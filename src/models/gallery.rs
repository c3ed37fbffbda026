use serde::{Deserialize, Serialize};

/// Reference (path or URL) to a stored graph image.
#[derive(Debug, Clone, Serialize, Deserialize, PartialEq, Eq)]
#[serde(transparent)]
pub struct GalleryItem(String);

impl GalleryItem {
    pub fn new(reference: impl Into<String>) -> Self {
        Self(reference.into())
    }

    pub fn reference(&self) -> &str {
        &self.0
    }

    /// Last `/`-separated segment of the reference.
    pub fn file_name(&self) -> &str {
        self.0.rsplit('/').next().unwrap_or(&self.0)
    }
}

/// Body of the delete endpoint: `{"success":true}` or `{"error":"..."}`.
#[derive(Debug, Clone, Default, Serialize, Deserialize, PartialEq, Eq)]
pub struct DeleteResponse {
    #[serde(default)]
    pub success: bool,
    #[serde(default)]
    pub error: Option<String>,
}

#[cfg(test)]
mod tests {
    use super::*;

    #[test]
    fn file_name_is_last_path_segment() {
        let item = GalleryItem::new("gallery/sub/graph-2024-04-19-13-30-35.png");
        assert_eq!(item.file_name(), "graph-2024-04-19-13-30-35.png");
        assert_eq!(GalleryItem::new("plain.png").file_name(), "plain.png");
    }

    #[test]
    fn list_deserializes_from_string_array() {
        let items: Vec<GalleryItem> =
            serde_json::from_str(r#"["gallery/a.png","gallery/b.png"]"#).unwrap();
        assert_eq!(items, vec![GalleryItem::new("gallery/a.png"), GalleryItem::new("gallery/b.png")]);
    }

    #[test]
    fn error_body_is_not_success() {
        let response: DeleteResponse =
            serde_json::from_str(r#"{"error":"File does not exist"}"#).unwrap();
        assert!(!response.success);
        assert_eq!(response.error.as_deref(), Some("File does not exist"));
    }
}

|---|

Work instructions » Please write the full listing out again, exactly.

Problem solution »
filename src/models/gallery.rs
repository c3ed37fbffbda026
use serde::{Deserialize, Serialize};

/// Reference (path or URL) to a stored graph image.
#[derive(Debug, Clone, Serialize, Deserialize, PartialEq, Eq)]
#[serde(transparent)]
pub struct GalleryItem(String);

impl GalleryItem {
    pub fn new(reference: impl Into<String>) -> Self {
        Self(reference.into())
    }

    pub fn reference(&self) -> &str {
        &self.0
    }

    /// Last `/`-separated segment of the reference.
    pub fn file_name(&self) -> &str {
        self.0.rsplit('/').next().unwrap_or(&self.0)
    }
}

/// Body of the delete endpoint: `{"success":true}` or `{"error":"..."}`.
#[derive(Debug, Clone, Default, Serialize, Deserialize, PartialEq, Eq)]
pub struct DeleteResponse {
    #[serde(default)]
    pub success: bool,
    #[serde(default)]
    pub error: Option<String>,
}

#[cfg(test)]
mod tests {
    use super::*;

    #[test]
    fn file_name_is_last_path_segment() {
        let item = GalleryItem::new("gallery/sub/graph-2024-04-19-13-30-35.png");
        assert_eq!(item.file_name(), "graph-2024-04-19-13-30-35.png");
        assert_eq!(GalleryItem::new("plain.png").file_name(), "plain.png");
    }

    #[test]
    fn list_deserializes_from_string_array() {
        let items: Vec<GalleryItem> =
            serde_json::from_str(r#"["gallery/a.png","gallery/b.png"]"#).unwrap();
        assert_eq!(items, vec![GalleryItem::new("gallery/a.png"), GalleryItem::new("gallery/b.png")]);
    }

    #[test]
    fn error_body_is_not_success() {
        let response: DeleteResponse =
            serde_json::from_str(r#"{"error":"File does not exist"}"#).unwrap();
        assert!(!response.success);
        assert_eq!(response.error.as_deref(), Some("File does not exist"));
    }
}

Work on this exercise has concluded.